--- START ---

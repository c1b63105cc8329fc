use std::fmt::Write;

use crate::meta::RouteMeta;

/// Placeholder `resolver.rs` for a route without one
///
/// Stubs belong to the user once written, so they carry no generated
/// marker and are never overwritten.
pub fn render_stub(route: &RouteMeta) -> String {
    let live_import = if route.is_live() { ", LiveState" } else { "" };
    let mut out = String::new();
    let _ = write!(
        out,
        r#"//! Resolver for `{pattern}`.

use trellis::anyhow::{{bail, Result}};
use trellis::RequestContext;

use super::{{AppContext, PageView, Params{live_import}}};

#[derive(Debug, Default)]
pub struct Resolver;

#[trellis::async_trait]
impl super::RouteResolver for Resolver {{
    async fn resolve_page(&self, _ctx: AppContext, _req: &RequestContext, _params: Params) -> Result<PageView> {{
        bail!("TODO: implement resolve_page for route {pattern}")
    }}
"#,
        pattern = route.pattern,
    );

    if route.is_live() {
        let _ = write!(
            out,
            r#"
    fn parse_live_state(&self, _req: &RequestContext) -> Result<LiveState> {{
        bail!("TODO: implement parse_live_state for route {pattern}")
    }}

    async fn resolve_live(
        &self,
        _ctx: AppContext,
        _req: &RequestContext,
        _params: Params,
        _state: LiveState,
    ) -> Result<PageView> {{
        bail!("TODO: implement resolve_live for route {pattern}")
    }}
"#,
            pattern = route.pattern,
        );
    }
    out.push_str("}\n");
    out
}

--- END ---

* [Description of the task]: Copy out exactly the line that holds "are never overwritten." and all remaining lines of the listing, both the first and the last included.

* [Response to this exercise]:
/// marker and are never overwritten.
pub fn render_stub(route: &RouteMeta) -> String {
    let live_import = if route.is_live() { ", LiveState" } else { "" };
    let mut out = String::new();
    let _ = write!(
        out,
        r#"//! Resolver for `{pattern}`.

use trellis::anyhow::{{bail, Result}};
use trellis::RequestContext;

use super::{{AppContext, PageView, Params{live_import}}};

#[derive(Debug, Default)]
pub struct Resolver;

#[trellis::async_trait]
impl super::RouteResolver for Resolver {{
    async fn resolve_page(&self, _ctx: AppContext, _req: &RequestContext, _params: Params) -> Result<PageView> {{
        bail!("TODO: implement resolve_page for route {pattern}")
    }}
"#,
        pattern = route.pattern,
    );

    if route.is_live() {
        let _ = write!(
            out,
            r#"
    fn parse_live_state(&self, _req: &RequestContext) -> Result<LiveState> {{
        bail!("TODO: implement parse_live_state for route {pattern}")
    }}

    async fn resolve_live(
        &self,
        _ctx: AppContext,
        _req: &RequestContext,
        _params: Params,
        _state: LiveState,
    ) -> Result<PageView> {{
        bail!("TODO: implement resolve_live for route {pattern}")
    }}
"#,
            pattern = route.pattern,
        );
    }
    out.push_str("}\n");
    out
}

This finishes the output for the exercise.